On another front, Obama could help slow the spread of nuclear weapons by early on reiterating his intent to reduce global stockpiles, endorsing the Comprehensive Test Ban Treaty and confirming his intention to seek an eventual abolition of nuclear weapons. Such moves have been urged by former Republican secretaries of state Henry A. Kissinger and George P. Shultz, among others.
"A strong statement in his inaugural address, for example, would send the right signal to the world and would create space for the United States and like-minded countries to pursue nonproliferation," said Deepti Choubey, an arms control specialist at the Carnegie Endowment for International Peace.
But Obama should be wary of promising too much.
"Our capacity to engage the rest of the world has taken a huge hit over the past eight years," she said.
"I would temper expectations.
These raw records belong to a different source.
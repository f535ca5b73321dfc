//! In-memory price and volume series indexed by time step.

use chrono::NaiveDate;

use super::arithmetic::{ArithmeticContext, Value};
use super::currency::CurrencyPair;
use super::error::{AccountError, ArithmeticError, EngineError};
use super::rates::RateTable;

/// One row per time step, one column per currency pair. Rows of the optional
/// volume series line up with the price rows.
#[derive(Debug, Clone)]
pub struct PriceHistory {
    pairs: Vec<CurrencyPair>,
    prices: Vec<Vec<Value>>,
    volumes: Option<Vec<Vec<Value>>>,
    dates: Option<Vec<NaiveDate>>,
}

fn invalid(reason: impl Into<String>) -> EngineError {
    EngineError::InvalidParameter {
        reason: reason.into(),
    }
}

impl PriceHistory {
    pub fn new(pairs: Vec<CurrencyPair>, prices: Vec<Vec<Value>>) -> Result<Self, EngineError> {
        if pairs.is_empty() {
            return Err(invalid("price history needs at least one currency pair"));
        }
        for (i, pair) in pairs.iter().enumerate() {
            if pairs[..i].contains(pair) {
                return Err(invalid(format!("currency pair {pair} listed twice")));
            }
        }
        for (step, row) in prices.iter().enumerate() {
            if row.len() != pairs.len() {
                return Err(invalid(format!(
                    "price row {step} has {} values, expected {}",
                    row.len(),
                    pairs.len()
                )));
            }
            if let Some((col, price)) = row.iter().enumerate().find(|(_, p)| !p.is_positive()) {
                return Err(invalid(format!(
                    "price of {} at step {step} must be positive, got {price}",
                    pairs[col]
                )));
            }
        }
        Ok(PriceHistory {
            pairs,
            prices,
            volumes: None,
            dates: None,
        })
    }

    pub fn with_volumes(mut self, volumes: Vec<Vec<Value>>) -> Result<Self, EngineError> {
        if volumes.len() != self.prices.len() {
            return Err(invalid(format!(
                "volume series has {} rows, price series has {}",
                volumes.len(),
                self.prices.len()
            )));
        }
        if let Some(step) = volumes.iter().position(|row| row.len() != self.pairs.len()) {
            return Err(invalid(format!("volume row {step} does not match the pair count")));
        }
        if volumes.iter().flatten().any(|v| v.is_negative()) {
            return Err(invalid("volumes must not be negative"));
        }
        self.volumes = Some(volumes);
        Ok(self)
    }

    pub fn with_dates(mut self, dates: Vec<NaiveDate>) -> Result<Self, EngineError> {
        if dates.len() != self.prices.len() {
            return Err(invalid(format!(
                "{} dates for {} price rows",
                dates.len(),
                self.prices.len()
            )));
        }
        self.dates = Some(dates);
        Ok(self)
    }

    pub fn len(&self) -> usize {
        self.prices.len()
    }

    pub fn is_empty(&self) -> bool {
        self.prices.is_empty()
    }

    pub fn pairs(&self) -> &[CurrencyPair] {
        &self.pairs
    }

    pub fn prices(&self) -> &[Vec<Value>] {
        &self.prices
    }

    pub fn volumes(&self) -> Option<&[Vec<Value>]> {
        self.volumes.as_deref()
    }

    pub fn dates(&self) -> Option<&[NaiveDate]> {
        self.dates.as_deref()
    }

    /// Every price and volume must belong to `ctx`.
    pub fn check_context(&self, ctx: &ArithmeticContext) -> Result<(), ArithmeticError> {
        let volumes = self.volumes.iter().flatten().flatten();
        for value in self.prices.iter().flatten().chain(volumes) {
            ctx.check(value)?;
        }
        Ok(())
    }

    /// View of rows `[start, end)`. Callers pass bounds already validated by
    /// a [`super::window::WindowPlan`].
    pub fn window(&self, index: usize, start: usize, end: usize) -> HistoryWindow<'_> {
        HistoryWindow {
            index,
            start,
            pairs: &self.pairs,
            prices: &self.prices[start..end],
            volumes: self.volumes.as_deref().map(|v| &v[start..end]),
            dates: self.dates.as_deref().map(|d| &d[start..end]),
        }
    }
}

/// Read-only slice of a [`PriceHistory`] handed to a strategy.
#[derive(Debug, Clone, Copy)]
pub struct HistoryWindow<'a> {
    /// Ordinal of this window within the run, starting at zero.
    pub index: usize,
    /// Absolute time step of the first row.
    pub start: usize,
    pairs: &'a [CurrencyPair],
    prices: &'a [Vec<Value>],
    volumes: Option<&'a [Vec<Value>]>,
    dates: Option<&'a [NaiveDate]>,
}

impl<'a> HistoryWindow<'a> {
    pub fn len(&self) -> usize {
        self.prices.len()
    }

    pub fn is_empty(&self) -> bool {
        self.prices.is_empty()
    }

    /// Absolute time step one past the last row.
    pub fn end(&self) -> usize {
        self.start + self.prices.len()
    }

    pub fn pairs(&self) -> &'a [CurrencyPair] {
        self.pairs
    }

    pub fn prices(&self) -> &'a [Vec<Value>] {
        self.prices
    }

    pub fn volumes(&self) -> Option<&'a [Vec<Value>]> {
        self.volumes
    }

    pub fn dates(&self) -> Option<&'a [NaiveDate]> {
        self.dates
    }

    pub fn last_date(&self) -> Option<NaiveDate> {
        self.dates.and_then(|d| d.last().copied())
    }

    pub fn pair_index(&self, pair: &CurrencyPair) -> Option<usize> {
        self.pairs.iter().position(|p| p == pair)
    }

    /// Prices of `pair` in time order.
    pub fn series(&self, pair: &CurrencyPair) -> Option<Vec<Value>> {
        let col = self.pair_index(pair)?;
        Some(self.prices.iter().map(|row| row[col]).collect())
    }

    pub fn volume_series(&self, pair: &CurrencyPair) -> Option<Vec<Value>> {
        let col = self.pair_index(pair)?;
        Some(self.volumes?.iter().map(|row| row[col]).collect())
    }

    /// Most recent price of `pair`.
    pub fn latest(&self, pair: &CurrencyPair) -> Option<Value> {
        let col = self.pair_index(pair)?;
        self.prices.last().map(|row| row[col])
    }

    /// Rate table built from the last row of the window.
    pub fn rates(&self) -> Result<RateTable, AccountError> {
        let mut table = RateTable::new();
        if let Some(row) = self.prices.last() {
            for (pair, price) in self.pairs.iter().zip(row) {
                table.insert(pair, *price)?;
            }
        }
        Ok(table)
    }
}

#[cfg(test)]
mod tests {
    use super::*;
    use crate::domain::arithmetic::{Backend, RoundingMode};

    fn ctx() -> ArithmeticContext {
        ArithmeticContext::configure(Backend::Decimal, 28, 8, RoundingMode::HalfEven).unwrap()
    }

    fn history(ctx: &ArithmeticContext, rows: &[&[&str]]) -> Result<PriceHistory, EngineError> {
        let pairs = vec!["EUR/USD".parse().unwrap(), "GBP/USD".parse().unwrap()];
        let prices = rows
            .iter()
            .map(|row| row.iter().map(|s| ctx.from_literal(s).unwrap()).collect())
            .collect();
        PriceHistory::new(pairs, prices)
    }

    #[test]
    fn rejects_ragged_rows() {
        let ctx = ctx();
        let err = history(&ctx, &[&["1.1", "1.3"], &["1.2"]]).unwrap_err();
        assert!(matches!(err, EngineError::InvalidParameter { .. }));
    }

    #[test]
    fn rejects_non_positive_prices() {
        let ctx = ctx();
        assert!(history(&ctx, &[&["1.1", "0"]]).is_err());
        assert!(history(&ctx, &[&["-1.1", "1"]]).is_err());
    }

    #[test]
    fn rejects_duplicate_pairs() {
        let pair: CurrencyPair = "EUR/USD".parse().unwrap();
        let err = PriceHistory::new(vec![pair.clone(), pair], vec![]).unwrap_err();
        assert!(err.to_string().contains("twice"));
    }

    #[test]
    fn window_slices_rows() {
        let ctx = ctx();
        let h = history(&ctx, &[&["1.1", "1.3"], &["1.2", "1.4"], &["1.3", "1.5"]]).unwrap();
        let w = h.window(0, 1, 3);
        assert_eq!(w.len(), 2);
        assert_eq!(w.end(), 3);
        let eur: CurrencyPair = "EUR/USD".parse().unwrap();
        let series: Vec<String> = w.series(&eur).unwrap().iter().map(|v| v.to_string()).collect();
        assert_eq!(series, vec!["1.2", "1.3"]);
        assert_eq!(w.latest(&eur).unwrap().to_string(), "1.3");
        assert!(w.volumes().is_none());
    }

    #[test]
    fn volumes_must_line_up() {
        let ctx = ctx();
        let h = history(&ctx, &[&["1.1", "1.3"], &["1.2", "1.4"]]).unwrap();
        let one = ctx.from_i64(1).unwrap();
        assert!(h.clone().with_volumes(vec![vec![one, one]]).is_err());
        let h = h.with_volumes(vec![vec![one, one], vec![one, one]]).unwrap();
        let w = h.window(0, 0, 2);
        let eur: CurrencyPair = "EUR/USD".parse().unwrap();
        assert_eq!(w.volume_series(&eur).unwrap().len(), 2);
    }

    #[test]
    fn rates_from_last_row() {
        let ctx = ctx();
        let h = history(&ctx, &[&["1.1", "1.3"], &["1.25", "1.5"]]).unwrap();
        let rates = h.window(0, 0, 2).rates().unwrap();
        assert_eq!(rates.len(), 2);
        let eur: CurrencyPair = "EUR/USD".parse().unwrap();
        assert_eq!(rates.get(&eur).unwrap().to_string(), "1.25");
    }

    #[test]
    fn context_check_detects_foreign_values() {
        let ctx = ctx();
        let other = ArithmeticContext::builder().build().unwrap();
        let h = history(&ctx, &[&["1.1", "1.3"]]).unwrap();
        assert!(h.check_context(&ctx).is_ok());
        assert!(h.check_context(&other).is_err());
    }

    #[test]
    fn dates_length_checked() {
        let ctx = ctx();
        let h = history(&ctx, &[&["1.1", "1.3"]]).unwrap();
        let day = NaiveDate::from_ymd_opt(2024, 1, 2).unwrap();
        assert!(h.clone().with_dates(vec![day, day]).is_err());
        let h = h.with_dates(vec![day]).unwrap();
        assert_eq!(h.window(0, 0, 1).last_date(), Some(day));
    }
}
We shouldn't dig ourselves further into the hole."
Even if all the U.S. nuclear initiatives work out as promised, Americans will remain vulnerable at home to a nuclear-related catastrophe, whether in the form of a "dirty bomb" that spreads radioactivity or a smuggled nuclear device.
"No matter what is done to prevent nuclear terrorism, it is essential that the United States get better prepared should such a catastrophe nevertheless occur," warns a new report by Harvard's Belfer Center.
In the "ghastly aftermath" of a nuclear detonation, the report said, the government needs - and does not currently have - an ability to rapidly assess people in greatest danger, to communicate with them to advise on what to do, and to care for the injured and homeless. And there must be a comprehensive plan, the report said, to keep the government and the economy running while authorities begin to sort out a response.